Only slightly different from above.

Lesson learned? A few:

  • Webpack does weird things quite often.
  • Testing with a large and realistic data set was huge for improving reliability. The first test run only had about a 10% success rate, which was improved to much closer to 90%+.
  • The fact that it’s not 100% is partially also a result of the fact that not all files have chunk references embedded in them and need to be manually reviewed. 

Challenges faced

This path was fraught with challenges, both good and bad.

SQLite - Balancing IO and memory

The jswzl project files are just SQLite databases. And database optimization is difficult, especially when you do silly things like storing multi-megabyte blobs. Structuring data correctly becomes a real art.

At large project sizes, IO speed becomes crucial very quickly. The alternative is to rely less on IO and keep more in memory. But even then, you can only keep so much in memory if your project file is 50GB+. Most people don’t have more than 16-32GB memory in their machines. 

Another interesting dilemma is the idea of compression. Currently, sources are compressed to minimize file size, and thus, how many pages have to be read from disk on query. 

Pros: 

  • The file size is minimized
  • Rows are smaller, which should make query performance better

Cons:

  • For sources that are loaded, there’s a compression step necessary, which is a CPU-bound task
  • Slight transient memory increases as the data is (de)compressed.  

Burp Suite

Ah, good ol’ Burp Suite. It’s a great tool, but for these purposes, it only serves one role: To proxy the traffic and ship it off to jswzl. This means we want to reduce any overhead from it as much as possible.

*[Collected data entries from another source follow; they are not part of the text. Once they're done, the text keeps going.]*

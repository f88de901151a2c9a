//! Perception snapshot
//!
//! The read-only view of the match a bot decides from. Snapshots are built
//! by an adapter (engine-driven or parsed from the wire), wrapped in an
//! `Arc` and replaced wholesale whenever new authoritative data arrives.

use serde::{Deserialize, Serialize};
use uuid::Uuid;

use crate::game::constants::form::*;
use crate::util::vec2::Vec2;

pub type PlayerId = Uuid;
pub type RuneId = u32;
pub type ShrineId = u32;

/// Evolution tier, smallest and fastest first
#[derive(Debug, Clone, Copy, PartialEq, Eq, PartialOrd, Ord, Hash, Default, Serialize, Deserialize)]
pub enum Form {
    #[default]
    Spark = 0,
    Glyph = 1,
    Ward = 2,
    Arcane = 3,
    Ancient = 4,
}

impl Form {
    pub const ALL: [Form; 5] = [Form::Spark, Form::Glyph, Form::Ward, Form::Arcane, Form::Ancient];

    /// Decode the wire byte; out-of-range values saturate to the largest form
    pub fn from_index(index: u8) -> Self {
        Self::ALL[(index as usize).min(Self::ALL.len() - 1)]
    }

    #[inline]
    pub fn index(self) -> usize {
        self as usize
    }

    #[inline]
    pub fn speed(self) -> f32 {
        SPEEDS[self.index()]
    }

    #[inline]
    pub fn radius(self) -> f32 {
        RADII[self.index()]
    }

    /// Ability cooldown in seconds
    #[inline]
    pub fn ability_cooldown(self) -> f32 {
        ABILITY_COOLDOWNS[self.index()]
    }

    /// Score required to leave this form; `None` for the final form
    pub fn score_to_evolve(self) -> Option<u32> {
        SCORE_TO_EVOLVE.get(self.index()).copied()
    }

    pub fn next(self) -> Option<Form> {
        Self::ALL.get(self.index() + 1).copied()
    }
}

/// Movement speed for a form with the two speed buffs applied
pub fn buffed_speed(form: Form, speed_buff: bool, shrine_speed: bool) -> f32 {
    let mut speed = form.speed();
    if speed_buff {
        speed *= SPEED_BUFF_MULT;
    }
    if shrine_speed {
        speed *= SHRINE_SPEED_MULT;
    }
    speed
}

/// Last known state of one participant (self included)
#[derive(Debug, Clone, PartialEq)]
pub struct ObservedPlayer {
    pub id: PlayerId,
    pub position: Vec2,
    pub velocity: Vec2,
    pub radius: f32,
    pub form: Form,
    pub score: u32,
    pub alive: bool,
    pub spawn_zone_id: Option<u8>,
    pub spawn_zone_active: bool,
    /// Seconds until the ability is ready again
    pub ability_cooldown: f32,
    pub speed_buff: bool,
    pub shrine_speed_buff: bool,
}

impl ObservedPlayer {
    /// Minimal alive player of the given form, standing still
    pub fn new(id: PlayerId, position: Vec2, form: Form) -> Self {
        Self {
            id,
            position,
            velocity: Vec2::ZERO,
            radius: form.radius(),
            form,
            score: 0,
            alive: true,
            spawn_zone_id: None,
            spawn_zone_active: false,
            ability_cooldown: 0.0,
            speed_buff: false,
            shrine_speed_buff: false,
        }
    }

    /// Still sheltered inside its own spawn sanctuary
    #[inline]
    pub fn is_spawn_protected(&self) -> bool {
        self.spawn_zone_id.is_some() && self.spawn_zone_active
    }

    /// Linear extrapolation `lead` seconds ahead
    #[inline]
    pub fn predicted_position(&self, lead: f32) -> Vec2 {
        self.position + self.velocity * lead
    }

    pub fn speed(&self) -> f32 {
        buffed_speed(self.form, self.speed_buff, self.shrine_speed_buff)
    }
}

/// Rune on the floor
#[derive(Debug, Clone, Copy, PartialEq)]
pub struct Collectible {
    pub id: RuneId,
    pub position: Vec2,
    pub live: bool,
}

/// Shrine
#[derive(Debug, Clone, Copy, PartialEq)]
pub struct Objective {
    pub id: ShrineId,
    pub shrine_type: u8,
    pub position: Vec2,
    pub active: bool,
}

/// One authoritative view of the match
#[derive(Debug, Clone, Default, PartialEq)]
pub struct WorldSnapshot {
    pub tick: u32,
    /// Ticks left in the match
    pub time_remaining: u32,
    pub players: Vec<ObservedPlayer>,
    pub collectibles: Vec<Collectible>,
    pub objectives: Vec<Objective>,
}

impl WorldSnapshot {
    pub fn player(&self, id: PlayerId) -> Option<&ObservedPlayer> {
        self.players.iter().find(|p| p.id == id)
    }

    /// Everyone except `id`, dead or alive
    pub fn opponents(&self, id: PlayerId) -> impl Iterator<Item = &ObservedPlayer> {
        self.players.iter().filter(move |p| p.id != id)
    }

    pub fn live_collectibles(&self) -> impl Iterator<Item = &Collectible> {
        self.collectibles.iter().filter(|c| c.live)
    }

    pub fn active_objectives(&self) -> impl Iterator<Item = &Objective> {
        self.objectives.iter().filter(|o| o.active)
    }

    pub fn alive_count(&self) -> usize {
        self.players.iter().filter(|p| p.alive).count()
    }
}

/// Starting position of one participant
#[derive(Debug, Clone, Copy, PartialEq)]
pub struct InitialPlacement {
    pub player_id: PlayerId,
    pub position: Vec2,
    pub color_index: u8,
}

#[derive(Debug, Clone, PartialEq)]
pub struct MatchStartInfo {
    pub match_id: Uuid,
    pub rng_seed: u64,
    pub start_tick: u32,
    pub players: Vec<InitialPlacement>,
}

/// Discrete match notifications
#[derive(Debug, Clone, PartialEq)]
pub enum MatchEvent {
    MatchStart(MatchStartInfo),
    Countdown { seconds: u32 },
    MatchStarted,
    RuneSpawned { rune_id: RuneId, position: Vec2 },
    RuneCollected { player_id: PlayerId, rune_id: RuneId, points: u32 },
    PlayerEvolved { player_id: PlayerId, old_form: Form, new_form: Form },
    PlayerEliminated { victim_id: PlayerId, killer_id: Option<PlayerId> },
    ShrineCaptured { player_id: PlayerId, shrine_id: ShrineId, shrine_type: u8 },
    MatchEnded { winner_id: Option<PlayerId> },
}

#[cfg(test)]
mod tests {
    use super::*;

    #[test]
    fn test_form_tables() {
        assert_eq!(Form::Spark.speed(), 6.0);
        assert_eq!(Form::Ancient.radius(), 2.0);
        assert_eq!(Form::Ward.ability_cooldown(), 6.0);
        assert_eq!(Form::Arcane.score_to_evolve(), Some(1000));
        assert_eq!(Form::Ancient.score_to_evolve(), None);
        assert_eq!(Form::Glyph.next(), Some(Form::Ward));
        assert_eq!(Form::Ancient.next(), None);
    }

    #[test]
    fn test_form_from_index_saturates() {
        assert_eq!(Form::from_index(0), Form::Spark);
        assert_eq!(Form::from_index(3), Form::Arcane);
        assert_eq!(Form::from_index(250), Form::Ancient);
    }

    #[test]
    fn test_buffed_speed_is_multiplicative() {
        let base = Form::Ward.speed();
        assert_eq!(buffed_speed(Form::Ward, false, false), base);
        let both = buffed_speed(Form::Ward, true, true);
        assert!((both - base * 1.4 * 1.2).abs() < 1e-5);
    }

    #[test]
    fn test_spawn_protection_needs_known_zone() {
        let mut p = ObservedPlayer::new(Uuid::new_v4(), Vec2::ZERO, Form::Spark);
        p.spawn_zone_active = true;
        assert!(!p.is_spawn_protected());
        p.spawn_zone_id = Some(3);
        assert!(p.is_spawn_protected());
    }

    #[test]
    fn test_snapshot_queries() {
        let me = Uuid::new_v4();
        let other = Uuid::new_v4();
        let mut dead = ObservedPlayer::new(Uuid::new_v4(), Vec2::ZERO, Form::Spark);
        dead.alive = false;
        let world = WorldSnapshot {
            players: vec![
                ObservedPlayer::new(me, Vec2::ZERO, Form::Spark),
                ObservedPlayer::new(other, Vec2::new(5.0, 0.0), Form::Ward),
                dead,
            ],
            collectibles: vec![
                Collectible { id: 1, position: Vec2::ZERO, live: true },
                Collectible { id: 2, position: Vec2::ZERO, live: false },
            ],
            ..Default::default()
        };
        assert_eq!(world.opponents(me).count(), 2);
        assert_eq!(world.player(other).map(|p| p.form), Some(Form::Ward));
        assert_eq!(world.live_collectibles().count(), 1);
        assert_eq!(world.alive_count(), 2);
    }
}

This is easier said than done. It required a lot of tweaking and messing around with Burp to make it stable and not eventually crash. It ended up being a combination of:

  • Using a file-backed project, which was counter-intuitive
  • Disable logging of out-of-scope requests
  • Disable all active and passive tasks
  • Disable the logger

Even then, you still see some weird behavior regarding memory allocation, which is more of an artifact of how the JVM and Windows handle virtual memory, only releasing pages as memory pressure occurs. 

Next steps?

As mentioned, working with these large datasets is barely practical or helpful for most people. But if there’s one thing in software that is always exciting to ask and answer, it’s the question: How far can we take it? How fast/efficient can we make it? 

It’s pure hubris and far more a self-indulgent exploration of what is possible. But there’s one big question that arises from this:
What would happen if one used a different database engine, like PostgreSQL, instead of SQlite? Would it allow the system to scale further? The database is currently the most significant limiting factor in scaling. SQLite only scales so far in this use-case. But could a more fully-fledged engine do better?